[Collected data]

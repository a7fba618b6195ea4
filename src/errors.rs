// Licensed under the Apache License, Version 2.0 <LICENSE-APACHE or
// http://www.apache.org/licenses/LICENSE-2.0> or the MIT license
// <LICENSE-MIT or http://opensource.org/licenses/MIT>, at your
// option. This file may not be copied, modified, or distributed
// except according to those terms.

//! # Unified Error Handling System
//!
//! Centralized error handling for the Chef MCP Server. Defines standard
//! error types, error codes, and HTTP response formatting so the REST layer
//! and the tool boundary render failures consistently.
//!
//! Tool-boundary failures are never raised across the protocol: the dispatch
//! layer converts an `AppError` into a structured `{error: ...}` payload.

use serde::{Deserialize, Serialize};
use std::fmt;
use thiserror::Error;

/// Standard error codes used throughout the application
#[derive(Debug, Clone, Copy, PartialEq, Eq, Serialize, Deserialize)]
pub enum ErrorCode {
    // Rate Limiting (2000-2999)
    #[serde(rename = "RATE_LIMIT_EXCEEDED")]
    RateLimitExceeded = 2000,

    // Validation (3000-3999)
    #[serde(rename = "INVALID_INPUT")]
    InvalidInput = 3000,
    #[serde(rename = "MISSING_REQUIRED_FIELD")]
    MissingRequiredField = 3001,

    // Resource Management (4000-4999)
    #[serde(rename = "RESOURCE_NOT_FOUND")]
    ResourceNotFound = 4000,
    #[serde(rename = "RESOURCE_ALREADY_EXISTS")]
    ResourceAlreadyExists = 4001,

    // Configuration (6000-6999)
    #[serde(rename = "CONFIG_ERROR")]
    ConfigError = 6000,

    // Internal Errors (9000-9999)
    #[serde(rename = "INTERNAL_ERROR")]
    InternalError = 9000,
    #[serde(rename = "DATABASE_ERROR")]
    DatabaseError = 9001,
    #[serde(rename = "SERIALIZATION_ERROR")]
    SerializationError = 9003,
}

impl ErrorCode {
    /// Get the HTTP status code for this error
    #[must_use]
    pub const fn http_status(self) -> u16 {
        match self {
            Self::InvalidInput | Self::MissingRequiredField => 400,
            Self::ResourceNotFound => 404,
            Self::ResourceAlreadyExists => 409,
            Self::RateLimitExceeded => 429,
            Self::ConfigError
            | Self::InternalError
            | Self::DatabaseError
            | Self::SerializationError => 500,
        }
    }

    /// Get a user-friendly description of this error
    #[must_use]
    pub const fn description(self) -> &'static str {
        match self {
            Self::RateLimitExceeded => "Rate limit exceeded. Please slow down your requests",
            Self::InvalidInput => "The provided input is invalid",
            Self::MissingRequiredField => "A required field is missing from the request",
            Self::ResourceNotFound => "The requested resource was not found",
            Self::ResourceAlreadyExists => "A resource with this identifier already exists",
            Self::ConfigError => "Configuration error encountered",
            Self::InternalError => "An internal server error occurred",
            Self::DatabaseError => "Database operation failed",
            Self::SerializationError => "Data serialization/deserialization failed",
        }
    }

    /// Wire identifier (the serde rename value)
    #[must_use]
    pub const fn as_str(self) -> &'static str {
        match self {
            Self::RateLimitExceeded => "RATE_LIMIT_EXCEEDED",
            Self::InvalidInput => "INVALID_INPUT",
            Self::MissingRequiredField => "MISSING_REQUIRED_FIELD",
            Self::ResourceNotFound => "RESOURCE_NOT_FOUND",
            Self::ResourceAlreadyExists => "RESOURCE_ALREADY_EXISTS",
            Self::ConfigError => "CONFIG_ERROR",
            Self::InternalError => "INTERNAL_ERROR",
            Self::DatabaseError => "DATABASE_ERROR",
            Self::SerializationError => "SERIALIZATION_ERROR",
        }
    }
}

/// Unified error type for the application
#[derive(Debug, Error)]
pub struct AppError {
    /// Error code
    pub code: ErrorCode,
    /// Human-readable error message
    pub message: String,
}

impl fmt::Display for AppError {
    fn fmt(&self, f: &mut fmt::Formatter<'_>) -> fmt::Result {
        write!(f, "[{}] {}", self.code.as_str(), self.message)
    }
}

impl AppError {
    /// Create a new error with a code and message
    #[must_use]
    pub fn new(code: ErrorCode, message: impl Into<String>) -> Self {
        Self {
            code,
            message: message.into(),
        }
    }

    /// Create an invalid input error
    #[must_use]
    pub fn invalid_input(message: impl Into<String>) -> Self {
        Self::new(ErrorCode::InvalidInput, message)
    }

    /// Create a missing required field error
    #[must_use]
    pub fn missing_field(field: &str) -> Self {
        Self::new(
            ErrorCode::MissingRequiredField,
            format!("Missing required field: {field}"),
        )
    }

    /// Create a not found error
    #[must_use]
    pub fn not_found(message: impl Into<String>) -> Self {
        Self::new(ErrorCode::ResourceNotFound, message)
    }

    /// Create an already exists error
    #[must_use]
    pub fn already_exists(message: impl Into<String>) -> Self {
        Self::new(ErrorCode::ResourceAlreadyExists, message)
    }

    /// Create a rate limit exceeded error
    #[must_use]
    pub fn rate_limit_exceeded(message: impl Into<String>) -> Self {
        Self::new(ErrorCode::RateLimitExceeded, message)
    }

    /// Create a configuration error
    #[must_use]
    pub fn config(message: impl Into<String>) -> Self {
        Self::new(ErrorCode::ConfigError, message)
    }

    /// Create an internal error
    #[must_use]
    pub fn internal(message: impl Into<String>) -> Self {
        Self::new(ErrorCode::InternalError, message)
    }

    /// Create a database error
    #[must_use]
    pub fn database(message: impl Into<String>) -> Self {
        Self::new(ErrorCode::DatabaseError, message)
    }

    /// Render this error as the structured tool-boundary payload
    #[must_use]
    pub fn to_json(&self) -> serde_json::Value {
        serde_json::json!({
            "error": self.message,
            "error_code": self.code.as_str(),
            "message": self.code.description(),
        })
    }
}

impl From<sqlx::Error> for AppError {
    fn from(err: sqlx::Error) -> Self {
        match &err {
            sqlx::Error::RowNotFound => Self::not_found("Record not found"),
            sqlx::Error::Database(db_err) if db_err.is_unique_violation() => {
                Self::already_exists("Unique constraint violated")
            }
            _ => Self::database(err.to_string()),
        }
    }
}

impl From<serde_json::Error> for AppError {
    fn from(err: serde_json::Error) -> Self {
        Self::new(ErrorCode::SerializationError, err.to_string())
    }
}

impl axum::response::IntoResponse for AppError {
    fn into_response(self) -> axum::response::Response {
        let status = axum::http::StatusCode::from_u16(self.code.http_status())
            .unwrap_or(axum::http::StatusCode::INTERNAL_SERVER_ERROR);
        let body = axum::Json(serde_json::json!({
            "error": {
                "code": self.code.as_str(),
                "message": self.message,
            }
        }));
        (status, body).into_response()
    }
}

/// Result type alias using our unified error
pub type AppResult<T> = Result<T, AppError>;

#[cfg(test)]
mod tests {
    use super::*;

    #[test]
    fn test_error_code_http_status() {
        assert_eq!(ErrorCode::InvalidInput.http_status(), 400);
        assert_eq!(ErrorCode::ResourceNotFound.http_status(), 404);
        assert_eq!(ErrorCode::ResourceAlreadyExists.http_status(), 409);
        assert_eq!(ErrorCode::RateLimitExceeded.http_status(), 429);
        assert_eq!(ErrorCode::DatabaseError.http_status(), 500);
    }

    #[test]
    fn test_rate_limit_payload_shape() {
        let err = AppError::rate_limit_exceeded("Rate limit exceeded");
        let payload = err.to_json();
        assert_eq!(payload["error"], "Rate limit exceeded");
        assert_eq!(payload["error_code"], "RATE_LIMIT_EXCEEDED");
        assert!(payload["message"].is_string());
    }

    #[test]
    fn test_missing_field_message() {
        let err = AppError::missing_field("user_id");
        assert_eq!(err.message, "Missing required field: user_id");
        assert_eq!(err.code, ErrorCode::MissingRequiredField);
    }
}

**About this exercise:** The response must hold only the lines above from the line with "pub fn not_found(message: impl" through the line with "sqlx::Error::Database(db_err) if db_err.is_unique_violation()", each copied exactly, both ends kept.

**Final answer:**
    pub fn not_found(message: impl Into<String>) -> Self {
        Self::new(ErrorCode::ResourceNotFound, message)
    }

    /// Create an already exists error
    #[must_use]
    pub fn already_exists(message: impl Into<String>) -> Self {
        Self::new(ErrorCode::ResourceAlreadyExists, message)
    }

    /// Create a rate limit exceeded error
    #[must_use]
    pub fn rate_limit_exceeded(message: impl Into<String>) -> Self {
        Self::new(ErrorCode::RateLimitExceeded, message)
    }

    /// Create a configuration error
    #[must_use]
    pub fn config(message: impl Into<String>) -> Self {
        Self::new(ErrorCode::ConfigError, message)
    }

    /// Create an internal error
    #[must_use]
    pub fn internal(message: impl Into<String>) -> Self {
        Self::new(ErrorCode::InternalError, message)
    }

    /// Create a database error
    #[must_use]
    pub fn database(message: impl Into<String>) -> Self {
        Self::new(ErrorCode::DatabaseError, message)
    }

    /// Render this error as the structured tool-boundary payload
    #[must_use]
    pub fn to_json(&self) -> serde_json::Value {
        serde_json::json!({
            "error": self.message,
            "error_code": self.code.as_str(),
            "message": self.code.description(),
        })
    }
}

impl From<sqlx::Error> for AppError {
    fn from(err: sqlx::Error) -> Self {
        match &err {
            sqlx::Error::RowNotFound => Self::not_found("Record not found"),
            sqlx::Error::Database(db_err) if db_err.is_unique_violation() => {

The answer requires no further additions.